• _Exercise requirements_
Write out the listing below exactly, beginning at its first line and ending with the line that contains "impl std::fmt::Display for ErrorCategory".

--- --- ---

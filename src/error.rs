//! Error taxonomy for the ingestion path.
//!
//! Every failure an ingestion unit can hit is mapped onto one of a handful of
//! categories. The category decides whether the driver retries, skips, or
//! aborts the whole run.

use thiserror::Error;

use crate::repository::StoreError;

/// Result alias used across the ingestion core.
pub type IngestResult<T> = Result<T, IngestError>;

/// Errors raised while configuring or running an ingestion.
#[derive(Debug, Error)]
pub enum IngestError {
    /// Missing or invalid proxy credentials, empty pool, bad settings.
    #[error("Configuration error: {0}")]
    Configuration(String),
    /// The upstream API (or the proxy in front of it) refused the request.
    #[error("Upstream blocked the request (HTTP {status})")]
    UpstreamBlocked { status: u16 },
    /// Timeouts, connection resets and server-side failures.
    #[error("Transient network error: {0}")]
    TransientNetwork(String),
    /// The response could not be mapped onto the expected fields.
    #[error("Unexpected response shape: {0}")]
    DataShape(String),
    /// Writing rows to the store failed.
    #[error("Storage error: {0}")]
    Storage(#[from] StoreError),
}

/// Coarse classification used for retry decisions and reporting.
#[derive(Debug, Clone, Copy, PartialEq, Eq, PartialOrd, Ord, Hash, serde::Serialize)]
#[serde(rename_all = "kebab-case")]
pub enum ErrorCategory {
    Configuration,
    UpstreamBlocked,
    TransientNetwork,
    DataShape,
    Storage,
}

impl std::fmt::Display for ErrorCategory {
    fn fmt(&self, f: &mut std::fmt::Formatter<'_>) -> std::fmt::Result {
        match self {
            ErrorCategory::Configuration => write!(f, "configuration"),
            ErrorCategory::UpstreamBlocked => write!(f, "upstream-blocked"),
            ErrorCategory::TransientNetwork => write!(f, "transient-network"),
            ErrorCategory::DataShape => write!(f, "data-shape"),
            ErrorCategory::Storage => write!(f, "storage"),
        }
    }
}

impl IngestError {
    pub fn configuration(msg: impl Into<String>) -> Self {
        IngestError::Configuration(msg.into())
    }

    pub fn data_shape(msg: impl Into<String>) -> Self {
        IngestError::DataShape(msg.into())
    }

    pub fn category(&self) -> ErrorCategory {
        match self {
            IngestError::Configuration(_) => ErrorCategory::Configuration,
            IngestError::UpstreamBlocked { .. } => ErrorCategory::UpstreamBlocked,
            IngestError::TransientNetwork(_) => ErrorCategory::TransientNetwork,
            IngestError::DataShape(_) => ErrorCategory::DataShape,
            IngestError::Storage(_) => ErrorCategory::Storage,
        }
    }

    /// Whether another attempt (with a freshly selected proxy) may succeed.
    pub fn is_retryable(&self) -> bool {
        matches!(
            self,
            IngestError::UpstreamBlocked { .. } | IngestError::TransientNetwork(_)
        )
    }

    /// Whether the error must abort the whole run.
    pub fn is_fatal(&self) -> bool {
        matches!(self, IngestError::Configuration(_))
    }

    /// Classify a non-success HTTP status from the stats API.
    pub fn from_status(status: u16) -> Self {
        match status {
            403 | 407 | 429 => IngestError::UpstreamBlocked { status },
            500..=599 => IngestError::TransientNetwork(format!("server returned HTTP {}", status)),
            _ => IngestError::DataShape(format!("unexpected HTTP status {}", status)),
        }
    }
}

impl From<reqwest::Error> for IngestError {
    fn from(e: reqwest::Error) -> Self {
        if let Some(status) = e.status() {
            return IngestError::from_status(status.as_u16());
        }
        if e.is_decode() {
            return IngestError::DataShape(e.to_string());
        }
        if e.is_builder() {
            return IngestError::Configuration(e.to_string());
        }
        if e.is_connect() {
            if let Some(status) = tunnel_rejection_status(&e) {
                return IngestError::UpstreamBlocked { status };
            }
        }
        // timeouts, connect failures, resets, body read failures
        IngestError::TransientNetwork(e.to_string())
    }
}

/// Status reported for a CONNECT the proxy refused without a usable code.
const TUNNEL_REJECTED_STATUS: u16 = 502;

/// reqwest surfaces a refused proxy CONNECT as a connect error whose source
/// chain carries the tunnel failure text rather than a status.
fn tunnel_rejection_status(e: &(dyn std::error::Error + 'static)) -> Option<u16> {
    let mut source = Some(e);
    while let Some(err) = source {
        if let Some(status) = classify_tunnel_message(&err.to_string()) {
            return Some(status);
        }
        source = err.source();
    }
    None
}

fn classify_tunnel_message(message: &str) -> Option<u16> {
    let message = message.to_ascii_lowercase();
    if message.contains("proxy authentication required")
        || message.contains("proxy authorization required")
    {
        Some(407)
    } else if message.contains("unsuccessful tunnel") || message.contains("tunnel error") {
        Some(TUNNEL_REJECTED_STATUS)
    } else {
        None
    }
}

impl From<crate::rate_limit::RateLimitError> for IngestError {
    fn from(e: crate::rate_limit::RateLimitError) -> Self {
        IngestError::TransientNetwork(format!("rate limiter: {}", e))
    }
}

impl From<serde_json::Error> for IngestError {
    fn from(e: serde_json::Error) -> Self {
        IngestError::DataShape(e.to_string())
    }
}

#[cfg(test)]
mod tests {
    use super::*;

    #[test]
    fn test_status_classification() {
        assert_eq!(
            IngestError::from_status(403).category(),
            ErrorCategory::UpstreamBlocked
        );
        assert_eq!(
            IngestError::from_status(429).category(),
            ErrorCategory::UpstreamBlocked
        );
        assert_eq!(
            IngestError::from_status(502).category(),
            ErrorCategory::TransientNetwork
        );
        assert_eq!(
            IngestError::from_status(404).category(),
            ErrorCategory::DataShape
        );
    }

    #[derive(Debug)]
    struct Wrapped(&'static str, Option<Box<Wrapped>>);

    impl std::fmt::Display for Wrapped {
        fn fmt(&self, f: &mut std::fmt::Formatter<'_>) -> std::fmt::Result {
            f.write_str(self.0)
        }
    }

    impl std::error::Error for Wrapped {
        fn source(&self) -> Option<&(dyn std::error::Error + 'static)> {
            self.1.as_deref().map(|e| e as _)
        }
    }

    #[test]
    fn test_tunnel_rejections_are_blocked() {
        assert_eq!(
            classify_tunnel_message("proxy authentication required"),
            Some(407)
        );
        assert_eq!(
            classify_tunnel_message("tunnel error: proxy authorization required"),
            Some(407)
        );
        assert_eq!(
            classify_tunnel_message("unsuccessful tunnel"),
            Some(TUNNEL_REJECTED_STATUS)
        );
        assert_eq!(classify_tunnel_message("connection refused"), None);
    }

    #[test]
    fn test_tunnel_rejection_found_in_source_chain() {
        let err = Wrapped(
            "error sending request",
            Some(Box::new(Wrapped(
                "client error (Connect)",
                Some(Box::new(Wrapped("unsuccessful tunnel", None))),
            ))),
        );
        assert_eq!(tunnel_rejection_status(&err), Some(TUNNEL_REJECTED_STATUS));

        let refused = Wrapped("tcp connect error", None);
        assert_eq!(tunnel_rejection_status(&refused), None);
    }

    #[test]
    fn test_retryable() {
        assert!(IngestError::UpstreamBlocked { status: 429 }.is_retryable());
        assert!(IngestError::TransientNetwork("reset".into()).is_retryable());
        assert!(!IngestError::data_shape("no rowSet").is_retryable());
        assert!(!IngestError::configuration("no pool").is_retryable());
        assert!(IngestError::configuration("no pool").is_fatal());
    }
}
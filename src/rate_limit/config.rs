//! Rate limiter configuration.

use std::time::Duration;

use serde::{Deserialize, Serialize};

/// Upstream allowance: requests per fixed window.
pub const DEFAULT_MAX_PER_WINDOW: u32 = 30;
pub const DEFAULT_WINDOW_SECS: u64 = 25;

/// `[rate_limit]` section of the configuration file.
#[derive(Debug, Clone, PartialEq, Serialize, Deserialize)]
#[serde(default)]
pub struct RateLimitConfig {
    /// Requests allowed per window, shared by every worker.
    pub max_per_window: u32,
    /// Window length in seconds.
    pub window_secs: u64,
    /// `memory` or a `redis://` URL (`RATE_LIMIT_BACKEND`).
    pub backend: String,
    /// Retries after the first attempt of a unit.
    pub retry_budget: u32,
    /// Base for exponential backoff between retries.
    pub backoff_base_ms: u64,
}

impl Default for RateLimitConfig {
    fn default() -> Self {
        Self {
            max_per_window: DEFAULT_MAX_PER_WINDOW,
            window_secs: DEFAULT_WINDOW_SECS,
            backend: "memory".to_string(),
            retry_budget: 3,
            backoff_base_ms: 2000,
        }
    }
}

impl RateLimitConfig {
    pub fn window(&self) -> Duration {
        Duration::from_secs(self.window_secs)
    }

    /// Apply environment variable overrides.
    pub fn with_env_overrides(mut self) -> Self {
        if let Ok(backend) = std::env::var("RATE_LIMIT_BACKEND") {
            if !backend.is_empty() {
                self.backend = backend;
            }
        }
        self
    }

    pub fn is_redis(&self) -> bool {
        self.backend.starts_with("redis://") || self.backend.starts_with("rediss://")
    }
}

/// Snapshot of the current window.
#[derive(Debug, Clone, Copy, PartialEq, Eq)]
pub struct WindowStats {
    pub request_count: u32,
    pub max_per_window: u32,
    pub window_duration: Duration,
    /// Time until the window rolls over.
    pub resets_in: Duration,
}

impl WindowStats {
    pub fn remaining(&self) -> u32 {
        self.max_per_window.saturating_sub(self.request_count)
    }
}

--- --- ---

• _Task response_
filename src/error.rs
//! Error taxonomy for the ingestion path.
//!
//! Every failure an ingestion unit can hit is mapped onto one of a handful of
//! categories. The category decides whether the driver retries, skips, or
//! aborts the whole run.

use thiserror::Error;

use crate::repository::StoreError;

/// Result alias used across the ingestion core.
pub type IngestResult<T> = Result<T, IngestError>;

/// Errors raised while configuring or running an ingestion.
#[derive(Debug, Error)]
pub enum IngestError {
    /// Missing or invalid proxy credentials, empty pool, bad settings.
    #[error("Configuration error: {0}")]
    Configuration(String),
    /// The upstream API (or the proxy in front of it) refused the request.
    #[error("Upstream blocked the request (HTTP {status})")]
    UpstreamBlocked { status: u16 },
    /// Timeouts, connection resets and server-side failures.
    #[error("Transient network error: {0}")]
    TransientNetwork(String),
    /// The response could not be mapped onto the expected fields.
    #[error("Unexpected response shape: {0}")]
    DataShape(String),
    /// Writing rows to the store failed.
    #[error("Storage error: {0}")]
    Storage(#[from] StoreError),
}

/// Coarse classification used for retry decisions and reporting.
#[derive(Debug, Clone, Copy, PartialEq, Eq, PartialOrd, Ord, Hash, serde::Serialize)]
#[serde(rename_all = "kebab-case")]
pub enum ErrorCategory {
    Configuration,
    UpstreamBlocked,
    TransientNetwork,
    DataShape,
    Storage,
}

impl std::fmt::Display for ErrorCategory {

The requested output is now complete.